» **GIVEN DATA**
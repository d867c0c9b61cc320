//! Reply helpers for the inbound transport.
//!
//! Gateway bodies can be arbitrarily long, so replies are split to fit
//! Telegram's limit and every part is sent with retries.

use crate::bot::transport::{ConversationId, InboundTransport, TransportError};
use crate::config::TELEGRAM_MESSAGE_LIMIT;
use crate::utils::{retry_telegram_operation, split_long_message};

/// Sends `text` as one or more messages, retrying transient failures.
///
/// # Errors
///
/// Returns the first part that could not be delivered after retries.
pub async fn send_reply(
    transport: &dyn InboundTransport,
    conversation: ConversationId,
    text: &str,
) -> Result<(), TransportError> {
    for part in split_long_message(text, TELEGRAM_MESSAGE_LIMIT) {
        retry_telegram_operation(|| transport.send_text(conversation, &part)).await?;
    }
    Ok(())
}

» **PROBLEM DETAILS**
Pull every line with the word "ConversationId" from the data.

» **RESULT OF THIS EXERCISE**
use crate::bot::transport::{ConversationId, InboundTransport, TransportError};
    conversation: ConversationId,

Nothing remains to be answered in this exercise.